I forgive myself that I have accepted and allowed myself to become dependent on the other characters to not step out of character because otherwise my fake mind reality becomes unstable, and exposed, and I fear to realise that as character I am not real and I forgive myself that I have accepted and allowed that from this starting point of fear for the character of spite to be required to force surrounding characters to stay in place in a fake reality that I impose.
Exposing, even to myself, the secret activities that go on in my mind as the character of Spite, even for a moment, would completely undermine this placid character of the nice-guy, and put it in jeopardy. That is why I am reacting to myself in fear of exposure, saying, “This is one I definitely do NOT want to go into”.
Secret mind: ‘After all, that spiteful thought, it was so quick, I could pretend LIE it never happened.’ As a character of the mind, this would be an option. The spite here would be turned inwards, to uphold a fake reality of mind through suppression.
I forgive myself that I have accepted and allowed as real as who I am, this character in my mind of the ‘nice guy’, the one that lies about the presence of the Spiteful One, claiming that he’s long gone, and that only niceness now remains.
I forgive myself that I have accepted and allowed as real as who I am, this character of energy in my mind, this ‘Spiteful one.’
Exploring this spiteful thought, unfolding this macabre hell that I have accepted and allowed as me.
The context: standing in the kitchen waiting for the kettle to boil. A thought stream arising out of memory; a kitchen in another time and place, and a meeting with the face of ex-friend character who had apparently ‘let me down’, had apparently ‘deceived’ me, and towards whom I had felt anger and had then suppressed it. Here, a wave of regret.
I forgive myself that I have accepted and allowed myself to be and to become this character of regret, in which I am regretting that a relationship broke down, instead of seeing realizing and understanding that this was actually the choice I made in taking offense, and I just chose to experience it that way. It must have been that I valued the victim character and the advantages that might come from being wronged. So another game of ‘I am the victim character, and now you owe me.’ I forgive myself that I have accepted and allowed myself to upgrade this game to one in which I am regret.
What happened next in that instant of memory as I stood there was that a movement of energy slipped across my mind. Fast moving, as if retreating from a hit and run. Yes, there had been a sort of energetic jab towards his face, ‘You come back here, crawling back to me..bla bla’ (off into film script)
Interesting, because here I was seeking reconciliation with this actual being, in having his image before me, but then in choosing to present him to myself as ‘crawling back’ I had presented me in this relationship as swelling up superiority and ego righteousness, and suddenly possessed with spiteful power that knew no bounds.

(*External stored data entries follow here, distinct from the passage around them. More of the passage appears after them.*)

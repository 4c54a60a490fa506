//! Query builder - construct SELECT statements with a fluent API.

use super::expr::{Expr, ExprExt};
use super::token::{Token, TokenStream};

// =============================================================================
// Select Expression (column with optional alias)
// =============================================================================

/// A SELECT list item: expression with optional alias.
#[derive(Debug, Clone, PartialEq)]
#[must_use = "builders have no effect until used"]
pub struct SelectExpr {
    pub expr: Expr,
    pub alias: Option<String>,
}

impl SelectExpr {
    pub fn new(expr: Expr) -> Self {
        Self { expr, alias: None }
    }

    pub fn with_alias(mut self, alias: &str) -> Self {
        self.alias = Some(alias.into());
        self
    }

    pub fn to_tokens(&self) -> TokenStream {
        let mut ts = self.expr.to_tokens();
        if let Some(alias) = &self.alias {
            ts.space()
                .push(Token::As)
                .space()
                .push(Token::Ident(alias.clone()));
        }
        ts
    }
}

impl From<Expr> for SelectExpr {
    fn from(expr: Expr) -> Self {
        SelectExpr::new(expr)
    }
}

// =============================================================================
// Table Reference
// =============================================================================

/// A table (or CTE) reference with optional alias.
#[derive(Debug, Clone, PartialEq)]
#[must_use = "builders have no effect until used"]
pub struct TableRef {
    pub table: String,
    pub alias: Option<String>,
}

impl TableRef {
    pub fn new(table: &str) -> Self {
        Self {
            table: table.into(),
            alias: None,
        }
    }

    pub fn with_alias(mut self, alias: &str) -> Self {
        self.alias = Some(alias.into());
        self
    }

    pub fn to_tokens(&self) -> TokenStream {
        let mut ts = TokenStream::new();
        ts.push(Token::Ident(self.table.clone()));
        if let Some(alias) = &self.alias {
            ts.space()
                .push(Token::As)
                .space()
                .push(Token::Ident(alias.clone()));
        }
        ts
    }
}

// =============================================================================
// Joins
// =============================================================================

/// Type of join.
#[derive(Debug, Clone, Copy, PartialEq, Eq, Default)]
pub enum JoinType {
    #[default]
    Inner,
    Left,
    Right,
    Full,
}

/// A JOIN clause.
#[derive(Debug, Clone, PartialEq)]
pub struct Join {
    pub join_type: JoinType,
    pub table: TableRef,
    pub on: Expr,
}

impl Join {
    pub fn to_tokens(&self) -> TokenStream {
        let mut ts = TokenStream::new();

        match self.join_type {
            // Plain JOIN reads as INNER; the explicit keyword is noise in
            // generated output.
            JoinType::Inner => {}
            JoinType::Left => {
                ts.push(Token::Left).space();
            }
            JoinType::Right => {
                ts.push(Token::Right).space();
            }
            JoinType::Full => {
                ts.push(Token::Full).space().push(Token::Outer).space();
            }
        }

        ts.push(Token::Join).space();
        ts.append(&self.table.to_tokens());
        ts.space().push(Token::On).space();
        ts.append(&self.on.to_tokens());
        ts
    }
}

// =============================================================================
// ORDER BY / LIMIT
// =============================================================================

/// Sort direction.
#[derive(Debug, Clone, Copy, PartialEq, Eq, Default)]
pub enum SortDir {
    #[default]
    Asc,
    Desc,
}

/// An ORDER BY expression.
#[derive(Debug, Clone, PartialEq)]
#[must_use = "builders have no effect until used"]
pub struct OrderByExpr {
    pub expr: Expr,
    pub dir: SortDir,
}

impl OrderByExpr {
    pub fn asc(expr: Expr) -> Self {
        Self {
            expr,
            dir: SortDir::Asc,
        }
    }

    pub fn desc(expr: Expr) -> Self {
        Self {
            expr,
            dir: SortDir::Desc,
        }
    }

    pub fn to_tokens(&self) -> TokenStream {
        let mut ts = self.expr.to_tokens();
        ts.space().push(match self.dir {
            SortDir::Asc => Token::Asc,
            SortDir::Desc => Token::Desc,
        });
        ts
    }
}

/// LIMIT and OFFSET clause.
#[derive(Debug, Clone, Default, PartialEq)]
pub struct LimitOffset {
    pub limit: Option<u64>,
    pub offset: Option<u64>,
}

impl LimitOffset {
    pub fn to_tokens(&self) -> TokenStream {
        let mut ts = TokenStream::new();
        if let Some(limit) = self.limit {
            ts.push(Token::Limit)
                .space()
                .push(Token::LitInt(limit as i64));
        }
        if let Some(offset) = self.offset {
            if self.limit.is_some() {
                ts.space();
            }
            ts.push(Token::Offset)
                .space()
                .push(Token::LitInt(offset as i64));
        }
        ts
    }
}

// =============================================================================
// CTE (Common Table Expression)
// =============================================================================

/// A Common Table Expression: a named sub-query usable as a virtual
/// table in the outer query.
///
/// A CTE's inner query must not declare CTEs of its own, and may only
/// reference base tables or CTEs declared earlier in the same `WITH`
/// list - see [`Query::check_cte_invariants`].
#[derive(Debug, Clone, PartialEq)]
#[must_use = "builders have no effect until used"]
pub struct Cte {
    pub name: String,
    pub query: Box<Query>,
}

impl Cte {
    pub fn new(name: &str, query: Query) -> Self {
        Self {
            name: name.into(),
            query: Box::new(query),
        }
    }

    pub fn to_tokens(&self) -> TokenStream {
        let mut ts = TokenStream::new();
        ts.push(Token::Ident(self.name.clone()))
            .space()
            .push(Token::As)
            .space();
        ts.lparen().newline();
        ts.append(&self.query.to_tokens());
        ts.newline().rparen();
        ts
    }
}

// =============================================================================
// Query
// =============================================================================

/// A SELECT query.
#[derive(Debug, Clone, Default, PartialEq)]
#[must_use = "Query has no effect until converted to SQL with to_sql()"]
pub struct Query {
    pub with: Vec<Cte>,
    pub select: Vec<SelectExpr>,
    pub distinct: bool,
    pub from: Option<TableRef>,
    pub joins: Vec<Join>,
    pub where_clause: Option<Expr>,
    pub group_by: Vec<Expr>,
    pub having: Option<Expr>,
    pub order_by: Vec<OrderByExpr>,
    pub limit_offset: Option<LimitOffset>,
}

impl Query {
    /// Create a new empty query.
    pub fn new() -> Self {
        Self::default()
    }

    /// Add a CTE to the WITH list.
    pub fn with_cte(mut self, cte: Cte) -> Self {
        self.with.push(cte);
        self
    }

    /// Set the SELECT list.
    pub fn select(mut self, exprs: Vec<impl Into<SelectExpr>>) -> Self {
        self.select = exprs.into_iter().map(|e| e.into()).collect();
        self
    }

    /// Set the FROM table.
    pub fn from(mut self, table: TableRef) -> Self {
        self.from = Some(table);
        self
    }

    /// Add a JOIN.
    pub fn join(mut self, join_type: JoinType, table: TableRef, on: Expr) -> Self {
        self.joins.push(Join {
            join_type,
            table,
            on,
        });
        self
    }

    /// Add an inner JOIN.
    pub fn inner_join(self, table: TableRef, on: Expr) -> Self {
        self.join(JoinType::Inner, table, on)
    }

    /// Add a LEFT JOIN.
    pub fn left_join(self, table: TableRef, on: Expr) -> Self {
        self.join(JoinType::Left, table, on)
    }

    /// Add a WHERE condition (ANDed with existing conditions).
    pub fn filter(mut self, condition: Expr) -> Self {
        self.where_clause = Some(match self.where_clause {
            Some(existing) => existing.and(condition),
            None => condition,
        });
        self
    }

    /// Set the GROUP BY clause.
    pub fn group_by(mut self, exprs: Vec<Expr>) -> Self {
        self.group_by = exprs;
        self
    }

    /// Set the HAVING clause.
    pub fn having(mut self, condition: Expr) -> Self {
        self.having = Some(condition);
        self
    }

    /// Set the ORDER BY clause.
    pub fn order_by(mut self, exprs: Vec<OrderByExpr>) -> Self {
        self.order_by = exprs;
        self
    }

    /// Set LIMIT.
    pub fn limit(mut self, limit: u64) -> Self {
        self.limit_offset
            .get_or_insert_with(Default::default)
            .limit = Some(limit);
        self
    }

    /// Set OFFSET.
    pub fn offset(mut self, offset: u64) -> Self {
        self.limit_offset
            .get_or_insert_with(Default::default)
            .offset = Some(offset);
        self
    }

    /// Table names this query reads directly (FROM + JOINs), excluding
    /// anything declared in its own WITH list.
    pub fn referenced_tables(&self) -> Vec<&str> {
        let mut tables = Vec::new();
        if let Some(from) = &self.from {
            tables.push(from.table.as_str());
        }
        for join in &self.joins {
            tables.push(join.table.table.as_str());
        }
        tables
    }

    /// Check the CTE structure invariants.
    ///
    /// CTE names must be unique, each CTE may reference only base tables
    /// or CTEs declared before it (no forward or circular references),
    /// and a CTE may not declare nested CTEs. Returns the offending CTE
    /// name and the reason.
    pub fn check_cte_invariants(&self) -> Result<(), (String, String)> {
        let mut declared: Vec<&str> = Vec::new();
        for cte in &self.with {
            if declared.contains(&cte.name.as_str()) {
                return Err((
                    cte.name.clone(),
                    "collides with an earlier CTE of the same name".into(),
                ));
            }
            if !cte.query.with.is_empty() {
                return Err((cte.name.clone(), "declares a nested WITH clause".into()));
            }
            for table in cte.query.referenced_tables() {
                let is_later_cte = self
                    .with
                    .iter()
                    .any(|other| other.name == table && !declared.contains(&table));
                if is_later_cte {
                    return Err((
                        cte.name.clone(),
                        format!("references CTE '{}' before it is declared", table),
                    ));
                }
            }
            declared.push(&cte.name);
        }
        Ok(())
    }

    /// Convert to a token stream.
    pub fn to_tokens(&self) -> TokenStream {
        let mut ts = TokenStream::new();

        // WITH clause: all CTEs in declaration order under one keyword
        if !self.with.is_empty() {
            ts.push(Token::With).space();
            for (i, cte) in self.with.iter().enumerate() {
                if i > 0 {
                    ts.comma().newline();
                }
                ts.append(&cte.to_tokens());
            }
            ts.newline();
        }

        // SELECT
        ts.push(Token::Select);
        if self.distinct {
            ts.space().push(Token::Distinct);
        }
        for (i, select_expr) in self.select.iter().enumerate() {
            if i > 0 {
                ts.comma();
            }
            ts.newline().indent(1);
            ts.append(&select_expr.to_tokens());
        }

        // FROM
        if let Some(from) = &self.from {
            ts.newline().push(Token::From).space();
            ts.append(&from.to_tokens());
        }

        // JOINs
        for join in &self.joins {
            ts.newline();
            ts.append(&join.to_tokens());
        }

        // WHERE
        if let Some(where_clause) = &self.where_clause {
            ts.newline().push(Token::Where).space();
            ts.append(&where_clause.to_tokens());
        }

        // GROUP BY
        if !self.group_by.is_empty() {
            ts.newline().push(Token::GroupBy).space();
            for (i, expr) in self.group_by.iter().enumerate() {
                if i > 0 {
                    ts.comma().space();
                }
                ts.append(&expr.to_tokens());
            }
        }

        // HAVING
        if let Some(having) = &self.having {
            ts.newline().push(Token::Having).space();
            ts.append(&having.to_tokens());
        }

        // ORDER BY
        if !self.order_by.is_empty() {
            ts.newline().push(Token::OrderBy).space();
            for (i, expr) in self.order_by.iter().enumerate() {
                if i > 0 {
                    ts.comma().space();
                }
                ts.append(&expr.to_tokens());
            }
        }

        // LIMIT / OFFSET
        if let Some(limit_offset) = &self.limit_offset {
            let tokens = limit_offset.to_tokens();
            if !tokens.is_empty() {
                ts.newline().append(&tokens);
            }
        }

        ts
    }

    /// Generate the SQL string.
    pub fn to_sql(&self) -> String {
        self.to_tokens().serialize()
    }
}

impl std::fmt::Display for Query {
    fn fmt(&self, f: &mut std::fmt::Formatter<'_>) -> std::fmt::Result {
        write!(f, "{}", self.to_sql())
    }
}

Like the revengeful spite character of the mad tyrant….‘I spit on you’.
Cinematic, Ridley Scott scale character, supercharged intensity that people call ‘larger than life’, Roman Emperor imagery; Haughtiness such as the character of Commodus in ‘Gladiator’ in relationship to Maximus. Massively bloating ego of self grandeur, epic proportions.
The hidden dagger up the white silk sleeve.

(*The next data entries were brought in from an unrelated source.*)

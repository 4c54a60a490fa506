//! Column reference resolution.
//!
//! Maps free-text column references to canonical `table.column` names
//! using the resolved entities for the request, the schema graph, and
//! bounded fuzzy matching. Resolution never fails hard: a reference that
//! cannot be mapped is returned unchanged and the validator surfaces the
//! error downstream.
//!
//! Fuzzy matches are gated by the *active table set* - the tables the
//! request's entities already point at. A similar-looking column on an
//! unrelated table is rejected and logged, never silently substituted.

use std::collections::BTreeSet;

use once_cell::sync::Lazy;
use regex::Regex;
use tracing::{debug, warn};

use crate::entity::{EnrichedEntity, EntityType};
use crate::graph::SchemaGraph;

static MAGNITUDE_SUFFIX: Lazy<Regex> =
    Lazy::new(|| Regex::new(r"^([0-9]+(?:\.[0-9]+)?)([kKmMbBtT])$").expect("valid suffix regex"));

/// Tunable resolution policy.
///
/// The similarity threshold and the active-table restriction are policy,
/// not algorithmic necessities; they are exposed here so tests and
/// callers can tighten or relax them.
#[derive(Debug, Clone, Copy, PartialEq)]
pub struct ResolverPolicy {
    /// Minimum Jaro-Winkler similarity for a fuzzy candidate
    pub fuzzy_threshold: f64,
    /// Maximum fuzzy candidates considered, best first
    pub max_fuzzy_candidates: usize,
    /// Accept fuzzy candidates only from tables in the active set
    pub restrict_to_active_tables: bool,
}

impl Default for ResolverPolicy {
    fn default() -> Self {
        Self {
            fuzzy_threshold: 0.7,
            max_fuzzy_candidates: 3,
            restrict_to_active_tables: true,
        }
    }
}

/// Resolves ambiguous column references against the schema graph.
pub struct ColumnReferenceResolver<'g> {
    graph: &'g SchemaGraph,
    policy: ResolverPolicy,
}

impl<'g> ColumnReferenceResolver<'g> {
    /// Resolver with the default policy.
    pub fn new(graph: &'g SchemaGraph) -> Self {
        Self {
            graph,
            policy: ResolverPolicy::default(),
        }
    }

    /// Resolver with an explicit policy.
    pub fn with_policy(graph: &'g SchemaGraph, policy: ResolverPolicy) -> Self {
        Self { graph, policy }
    }

    /// Tables already referenced by the request's resolved entities.
    pub fn active_tables(entities: &[EnrichedEntity]) -> BTreeSet<String> {
        entities
            .iter()
            .filter_map(|e| e.table.clone())
            .collect()
    }

    /// Map a raw reference to a canonical `table.column`.
    ///
    /// Tries, in order, first match wins:
    /// 1. already qualified - substitute the table when it is an entity's
    ///    display text, else pass through;
    /// 2. exact (case-insensitive) entity text match;
    /// 3. exact (case-insensitive) bare column name in the graph;
    /// 4. fuzzy column-name match above the policy threshold, capped;
    /// 5. fuzzy candidates outside the active table set are rejected;
    /// 6. otherwise the input comes back unchanged - the caller must
    ///    treat that as unresolved.
    pub fn resolve(&self, reference: &str, entities: &[EnrichedEntity]) -> String {
        let reference = reference.trim();

        // Step 1: already table.column
        if let Some((table_part, column_part)) = reference.split_once('.') {
            for entity in entities {
                if entity.text.eq_ignore_ascii_case(table_part) {
                    if let Some(real_table) = &entity.table {
                        return format!("{}.{}", real_table, column_part);
                    }
                }
            }
            return reference.to_string();
        }

        // Step 2: whole reference matches an entity's display text
        for entity in entities {
            if !entity.text.eq_ignore_ascii_case(reference) {
                continue;
            }
            match entity.entity_type {
                EntityType::Column => {
                    if let Some(qualified) = entity.qualified_column() {
                        return qualified;
                    }
                }
                EntityType::Table => {
                    if let Some(table) = &entity.table {
                        return table.clone();
                    }
                }
                EntityType::Value => {}
            }
        }

        let active = Self::active_tables(entities);

        // Step 3: exact bare column name in the graph
        let exact: Vec<&crate::graph::ColumnNode> = self
            .graph
            .all_columns()
            .into_iter()
            .filter(|c| c.name.eq_ignore_ascii_case(reference))
            .collect();
        if let Some(column) = exact
            .iter()
            .find(|c| active.contains(&c.table))
            .or_else(|| exact.first())
        {
            return column.qualified_name();
        }

        // Steps 4-5: bounded fuzzy match, gated by the active table set
        if let Some(resolved) = self.resolve_fuzzy(reference, &active) {
            return resolved;
        }

        debug!(reference, "column reference left unresolved");
        reference.to_string()
    }

    /// Fuzzy candidate search over all column names.
    fn resolve_fuzzy(&self, reference: &str, active: &BTreeSet<String>) -> Option<String> {
        let needle = reference.to_lowercase();

        let mut candidates: Vec<(f64, String, String)> = self
            .graph
            .all_columns()
            .into_iter()
            .filter_map(|column| {
                let score = strsim::jaro_winkler(&needle, &column.name.to_lowercase());
                if score > self.policy.fuzzy_threshold {
                    Some((score, column.table.clone(), column.name.clone()))
                } else {
                    None
                }
            })
            .collect();

        // Best first; all_columns() is sorted, so ties stay deterministic.
        candidates.sort_by(|a, b| b.0.partial_cmp(&a.0).unwrap_or(std::cmp::Ordering::Equal));
        candidates.truncate(self.policy.max_fuzzy_candidates);

        for (score, table, column) in &candidates {
            if !self.policy.restrict_to_active_tables || active.contains(table) {
                debug!(
                    reference,
                    resolved = format!("{}.{}", table, column),
                    score,
                    "fuzzy-resolved column reference"
                );
                return Some(format!("{}.{}", table, column));
            }
            warn!(
                reference,
                candidate = format!("{}.{}", table, column),
                score,
                "rejected fuzzy match outside the active table set"
            );
        }

        None
    }
}

/// Expand shorthand magnitude suffixes in a filter value.
///
/// A numeric literal immediately followed by K/M/B/T (case-insensitive,
/// optional decimal point) expands to its full value; every other input -
/// quoted strings, plain numbers, booleans - passes through unchanged.
pub fn normalize_filter_value(raw: &str) -> String {
    let trimmed = raw.trim();
    let Some(captures) = MAGNITUDE_SUFFIX.captures(trimmed) else {
        return raw.to_string();
    };

    let Ok(number) = captures[1].parse::<f64>() else {
        return raw.to_string();
    };
    let multiplier = match &captures[2] {
        "k" | "K" => 1e3,
        "m" | "M" => 1e6,
        "b" | "B" => 1e9,
        _ => 1e12,
    };

    let expanded = number * multiplier;
    if !expanded.is_finite() {
        return raw.to_string();
    }
    if expanded.fract() == 0.0 && expanded.abs() < i64::MAX as f64 {
        format!("{}", expanded as i64)
    } else {
        format!("{}", expanded)
    }
}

So yes a replay of ‘Gladiator’ in a fraction of a second in my mind. This was some of the contents of this flash of energy before it got overtaken by and submerged into the shadow of shame that was coming up behind it as a reaction to suppress it.

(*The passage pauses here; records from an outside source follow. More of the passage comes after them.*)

//! Per-request inputs produced by the upstream entity-resolution and
//! intent-analysis collaborators.
//!
//! These are consumed, not owned: the planning core reads them to
//! disambiguate references and shape the plan, and discards them after
//! SQL emission. Required fields are validated at the serde boundary;
//! everything situational is an explicit `Option`.

use serde::{Deserialize, Serialize};

use crate::sql::SortDir;

/// What kind of schema object an entity resolved to.
#[derive(Debug, Clone, Copy, PartialEq, Eq, Serialize, Deserialize)]
#[serde(rename_all = "lowercase")]
pub enum EntityType {
    Table,
    Column,
    Value,
}

/// A resolved entity with confidence and provenance.
#[derive(Debug, Clone, PartialEq, Serialize, Deserialize)]
pub struct EnrichedEntity {
    /// The surface text this entity was resolved from
    pub text: String,
    pub entity_type: EntityType,
    /// Table the entity maps to (owning table for columns)
    #[serde(default)]
    pub table: Option<String>,
    #[serde(default)]
    pub column: Option<String>,
    /// Literal value, for value entities
    #[serde(default)]
    pub value: Option<String>,
    /// Resolution confidence in [0, 1]
    pub confidence: f64,
    /// Relative priority among competing candidates (higher wins)
    #[serde(default)]
    pub priority: i32,
    /// Marks the preferred source when several entities cover the same
    /// concept
    #[serde(default)]
    pub optimal_source: bool,
    /// Free-form notes on where the resolution came from
    #[serde(default)]
    pub provenance: Option<String>,
}

impl EnrichedEntity {
    /// Qualified `table.column` name, when both parts are present.
    pub fn qualified_column(&self) -> Option<String> {
        match (&self.table, &self.column) {
            (Some(t), Some(c)) => Some(format!("{}.{}", t, c)),
            _ => None,
        }
    }
}

/// High-level shape of the request.
#[derive(Debug, Clone, Copy, PartialEq, Eq, Serialize, Deserialize)]
#[serde(rename_all = "snake_case")]
pub enum IntentType {
    /// Plain listing/filtering
    List,
    /// Aggregate rollup
    Aggregate,
    /// Ranking / top-N over an aggregate or measure
    TopN,
}

/// Aggregation function requested by the intent.
#[derive(Debug, Clone, Copy, PartialEq, Eq, Serialize, Deserialize)]
#[serde(rename_all = "lowercase")]
pub enum AggregateFn {
    Count,
    Sum,
    Avg,
    Min,
    Max,
}

impl AggregateFn {
    /// SQL function name.
    pub fn sql_name(&self) -> &'static str {
        match self {
            AggregateFn::Count => "COUNT",
            AggregateFn::Sum => "SUM",
            AggregateFn::Avg => "AVG",
            AggregateFn::Min => "MIN",
            AggregateFn::Max => "MAX",
        }
    }

    /// Default alias for the aggregated column (`sum_market_value`).
    pub fn default_alias(&self, column: &str) -> String {
        format!("{}_{}", self.sql_name().to_lowercase(), column)
    }
}

/// An aggregation request: function over a column reference.
#[derive(Debug, Clone, PartialEq, Serialize, Deserialize)]
pub struct Aggregation {
    pub function: AggregateFn,
    /// Column reference; resolved to `table.column` before planning
    pub column: String,
    #[serde(default)]
    pub alias: Option<String>,
}

/// Requested ordering.
#[derive(Debug, Clone, PartialEq, Serialize, Deserialize)]
pub struct Ordering {
    pub column: String,
    #[serde(default)]
    pub descending: bool,
}

impl Ordering {
    pub fn direction(&self) -> SortDir {
        if self.descending {
            SortDir::Desc
        } else {
            SortDir::Asc
        }
    }
}

/// Parsed intent descriptor for one request.
#[derive(Debug, Clone, PartialEq, Serialize, Deserialize)]
pub struct QueryIntent {
    pub intent_type: IntentType,
    #[serde(default)]
    pub aggregations: Vec<Aggregation>,
    /// Free-text filter predicates, normalized by the resolver before
    /// planning
    #[serde(default)]
    pub filters: Vec<String>,
    #[serde(default)]
    pub order_by: Vec<Ordering>,
    #[serde(default)]
    pub limit: Option<u64>,
}

impl QueryIntent {
    /// A bare listing intent with no aggregations or filters.
    pub fn list() -> Self {
        Self {
            intent_type: IntentType::List,
            aggregations: vec![],
            filters: vec![],
            order_by: vec![],
            limit: None,
        }
    }
}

I do not accept awareness of this evilness of consciousness to be concealed.
I forgive myself that I have accepted and allowed this character of shame as real as who I am.
But now I look at it this thought and see that what I had chosen to call a ‘crime’ actually was that he was a character exposed. I had ‘caught’ him on the hop, stepping from his nice-guy, friend of nice-guy character to his ‘fuck-you’ character. His ‘deceit’ was my realization that what I had believed as who he really was, was not real, and thus it was my own self-deception, and my fear as consciousness was that if he was a character then in our relationship that I as consciousness must be exposed as well, that the character that I had lived had also been a lie. So my starting point had been in and as fear of being not real.
His ‘crime’ had actually been what I had chosen as a character to experience as a threat. Thus the anger that I had suppressed had been suppressed to keep the nice-guy character mind reality intact, and the anger which now came up as a flash of spite towards this memory of his face was an anger with the purpose of holding down this character to be this character as something real.
Fuck You, Now I see you as you really are! Pointing, jabbing a finger, as at the point of this sword I hold you to this character to justify this character of me as righteous spite.
To impose reality upon the character of another being for the self interested purpose of justifying my own character as real. It’s like the focused pointing of the spite is to deliberately define and enforce the other character as real so as to maintain defend uphold the reality of this righteous character as who I am.
I forgive myself that I have accepted and allowed myself to not see and realize and understand this double edge of spite.
Something more here; that in ‘catching out’ this stepping from the nice-guy to the fuck-you character I had accepted and allowed this as permission to do the same; being in competition I could now take up the fuck-you role and do it even better with added more of me as righteousness.